[Supplied information Boundary: Start]
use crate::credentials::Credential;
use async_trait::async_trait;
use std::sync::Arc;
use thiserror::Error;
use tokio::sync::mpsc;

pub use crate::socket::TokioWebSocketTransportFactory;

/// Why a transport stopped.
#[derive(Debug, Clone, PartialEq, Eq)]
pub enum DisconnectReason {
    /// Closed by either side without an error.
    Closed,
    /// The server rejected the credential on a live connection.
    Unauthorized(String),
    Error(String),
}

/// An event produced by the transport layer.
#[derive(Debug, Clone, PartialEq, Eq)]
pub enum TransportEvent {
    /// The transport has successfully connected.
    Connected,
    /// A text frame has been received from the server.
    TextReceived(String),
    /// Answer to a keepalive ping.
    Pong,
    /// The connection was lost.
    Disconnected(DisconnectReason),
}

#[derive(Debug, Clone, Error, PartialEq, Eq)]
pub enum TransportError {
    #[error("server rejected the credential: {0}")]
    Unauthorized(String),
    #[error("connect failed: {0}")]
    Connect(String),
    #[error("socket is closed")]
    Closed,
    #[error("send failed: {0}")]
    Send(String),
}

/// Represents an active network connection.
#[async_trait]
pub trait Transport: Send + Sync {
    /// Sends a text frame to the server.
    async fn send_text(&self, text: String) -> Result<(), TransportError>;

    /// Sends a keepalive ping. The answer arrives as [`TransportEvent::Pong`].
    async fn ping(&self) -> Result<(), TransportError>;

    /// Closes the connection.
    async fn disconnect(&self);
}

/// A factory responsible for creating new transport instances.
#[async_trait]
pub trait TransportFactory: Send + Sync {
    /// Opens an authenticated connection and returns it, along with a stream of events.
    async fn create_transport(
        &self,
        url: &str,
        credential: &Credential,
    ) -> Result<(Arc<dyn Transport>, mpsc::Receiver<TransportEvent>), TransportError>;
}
[Supplied information Boundary: End]
Your reply should be a verbatim retyping of the lines from the one that holds "Sends a keepalive" through the last line of the entries.

Response to the exercise
    /// Sends a keepalive ping. The answer arrives as [`TransportEvent::Pong`].
    async fn ping(&self) -> Result<(), TransportError>;

    /// Closes the connection.
    async fn disconnect(&self);
}

/// A factory responsible for creating new transport instances.
#[async_trait]
pub trait TransportFactory: Send + Sync {
    /// Opens an authenticated connection and returns it, along with a stream of events.
    async fn create_transport(
        &self,
        url: &str,
        credential: &Credential,
    ) -> Result<(Arc<dyn Transport>, mpsc::Receiver<TransportEvent>), TransportError>;
}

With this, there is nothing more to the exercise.